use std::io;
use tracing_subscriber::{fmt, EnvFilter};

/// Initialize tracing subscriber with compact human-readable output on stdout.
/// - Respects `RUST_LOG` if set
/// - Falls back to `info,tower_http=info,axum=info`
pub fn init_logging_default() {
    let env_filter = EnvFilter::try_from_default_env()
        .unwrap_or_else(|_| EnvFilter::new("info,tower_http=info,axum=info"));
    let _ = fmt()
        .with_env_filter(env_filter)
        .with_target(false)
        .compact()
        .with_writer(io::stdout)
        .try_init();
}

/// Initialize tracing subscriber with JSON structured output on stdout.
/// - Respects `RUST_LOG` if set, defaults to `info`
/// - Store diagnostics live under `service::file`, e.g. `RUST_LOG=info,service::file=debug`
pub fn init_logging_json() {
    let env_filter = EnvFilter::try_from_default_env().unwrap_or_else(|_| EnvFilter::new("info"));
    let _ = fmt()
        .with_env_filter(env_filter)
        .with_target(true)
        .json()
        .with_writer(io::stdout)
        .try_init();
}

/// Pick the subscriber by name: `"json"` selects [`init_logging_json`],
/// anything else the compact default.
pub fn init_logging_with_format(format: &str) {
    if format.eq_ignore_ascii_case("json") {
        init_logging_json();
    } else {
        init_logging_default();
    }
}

...

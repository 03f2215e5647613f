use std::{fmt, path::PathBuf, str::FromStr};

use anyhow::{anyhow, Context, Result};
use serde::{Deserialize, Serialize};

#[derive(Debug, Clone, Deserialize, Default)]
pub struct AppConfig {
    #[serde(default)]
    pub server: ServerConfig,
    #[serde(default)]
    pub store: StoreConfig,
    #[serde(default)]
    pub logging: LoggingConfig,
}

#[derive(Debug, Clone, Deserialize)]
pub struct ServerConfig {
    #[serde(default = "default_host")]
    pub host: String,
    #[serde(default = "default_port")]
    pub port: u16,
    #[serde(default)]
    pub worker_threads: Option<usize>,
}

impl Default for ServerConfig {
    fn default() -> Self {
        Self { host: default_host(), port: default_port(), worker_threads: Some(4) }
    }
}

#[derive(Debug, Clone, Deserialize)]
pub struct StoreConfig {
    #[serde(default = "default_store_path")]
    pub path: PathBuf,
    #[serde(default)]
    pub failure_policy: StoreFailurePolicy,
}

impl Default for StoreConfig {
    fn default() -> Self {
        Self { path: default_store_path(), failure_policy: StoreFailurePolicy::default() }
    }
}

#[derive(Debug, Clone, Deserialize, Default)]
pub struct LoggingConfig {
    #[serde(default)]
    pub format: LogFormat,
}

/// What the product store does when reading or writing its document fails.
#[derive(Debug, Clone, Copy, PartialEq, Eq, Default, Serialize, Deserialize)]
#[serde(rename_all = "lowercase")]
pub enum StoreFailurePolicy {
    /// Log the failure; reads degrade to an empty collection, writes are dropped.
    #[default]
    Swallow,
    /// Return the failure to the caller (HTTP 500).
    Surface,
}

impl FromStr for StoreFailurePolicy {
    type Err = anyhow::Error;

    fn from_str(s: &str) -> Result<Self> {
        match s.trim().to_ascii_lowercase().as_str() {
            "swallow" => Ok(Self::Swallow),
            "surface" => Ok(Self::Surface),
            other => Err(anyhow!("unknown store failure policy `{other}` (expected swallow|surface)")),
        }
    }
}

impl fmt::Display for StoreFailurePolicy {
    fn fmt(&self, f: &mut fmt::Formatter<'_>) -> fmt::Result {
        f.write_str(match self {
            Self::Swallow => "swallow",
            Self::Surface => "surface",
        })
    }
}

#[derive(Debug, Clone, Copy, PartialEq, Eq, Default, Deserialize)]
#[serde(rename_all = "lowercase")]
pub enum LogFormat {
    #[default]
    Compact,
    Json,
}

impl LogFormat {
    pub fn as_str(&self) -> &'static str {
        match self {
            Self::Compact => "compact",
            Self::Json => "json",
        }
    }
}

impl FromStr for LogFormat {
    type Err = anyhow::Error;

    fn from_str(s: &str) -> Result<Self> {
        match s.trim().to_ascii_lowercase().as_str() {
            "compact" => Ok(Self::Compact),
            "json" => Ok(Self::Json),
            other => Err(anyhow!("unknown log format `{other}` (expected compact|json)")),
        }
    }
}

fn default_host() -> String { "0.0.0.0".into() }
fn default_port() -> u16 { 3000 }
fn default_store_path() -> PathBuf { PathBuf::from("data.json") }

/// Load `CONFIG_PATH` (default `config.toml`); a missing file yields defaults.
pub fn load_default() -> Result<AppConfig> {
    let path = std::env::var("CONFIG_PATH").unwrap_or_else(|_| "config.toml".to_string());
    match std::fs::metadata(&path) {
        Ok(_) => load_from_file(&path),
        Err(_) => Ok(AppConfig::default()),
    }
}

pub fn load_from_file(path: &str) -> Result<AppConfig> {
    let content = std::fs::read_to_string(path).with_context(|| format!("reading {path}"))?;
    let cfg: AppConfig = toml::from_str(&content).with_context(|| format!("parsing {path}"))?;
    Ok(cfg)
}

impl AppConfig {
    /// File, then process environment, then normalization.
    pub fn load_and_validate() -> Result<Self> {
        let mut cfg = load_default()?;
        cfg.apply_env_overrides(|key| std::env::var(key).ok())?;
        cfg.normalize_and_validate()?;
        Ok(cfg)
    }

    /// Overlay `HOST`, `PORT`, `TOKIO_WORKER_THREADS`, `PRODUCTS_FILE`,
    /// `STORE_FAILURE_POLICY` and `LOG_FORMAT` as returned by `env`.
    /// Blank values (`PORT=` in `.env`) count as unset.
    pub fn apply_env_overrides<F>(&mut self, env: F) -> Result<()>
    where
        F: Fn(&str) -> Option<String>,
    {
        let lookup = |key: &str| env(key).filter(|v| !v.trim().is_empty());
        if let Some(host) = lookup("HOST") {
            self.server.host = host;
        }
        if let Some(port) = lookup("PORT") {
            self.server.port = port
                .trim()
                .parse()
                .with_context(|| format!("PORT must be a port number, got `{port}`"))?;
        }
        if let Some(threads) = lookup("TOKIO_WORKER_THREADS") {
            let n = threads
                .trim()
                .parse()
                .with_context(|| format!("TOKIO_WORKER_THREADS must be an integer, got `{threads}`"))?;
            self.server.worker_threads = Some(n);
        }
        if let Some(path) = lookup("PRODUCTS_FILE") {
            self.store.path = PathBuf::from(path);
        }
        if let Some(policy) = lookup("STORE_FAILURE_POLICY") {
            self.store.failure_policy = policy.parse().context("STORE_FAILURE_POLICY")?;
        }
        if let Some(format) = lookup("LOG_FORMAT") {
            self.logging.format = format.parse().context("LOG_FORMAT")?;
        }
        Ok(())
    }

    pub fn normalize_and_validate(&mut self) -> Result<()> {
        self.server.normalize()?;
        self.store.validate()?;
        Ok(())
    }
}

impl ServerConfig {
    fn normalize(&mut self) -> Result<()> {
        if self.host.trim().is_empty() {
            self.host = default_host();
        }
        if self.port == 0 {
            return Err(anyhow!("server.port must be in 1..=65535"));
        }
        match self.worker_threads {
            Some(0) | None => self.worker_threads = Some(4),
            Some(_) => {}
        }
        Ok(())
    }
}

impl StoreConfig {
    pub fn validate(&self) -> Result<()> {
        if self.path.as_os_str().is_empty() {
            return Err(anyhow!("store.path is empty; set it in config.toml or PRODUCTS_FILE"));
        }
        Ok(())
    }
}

## Description of the task
The answer must be every line from the records above that contains "PartialEq".

## Solved problem
#[derive(Debug, Clone, Copy, PartialEq, Eq, Default, Serialize, Deserialize)]
#[derive(Debug, Clone, Copy, PartialEq, Eq, Default, Deserialize)]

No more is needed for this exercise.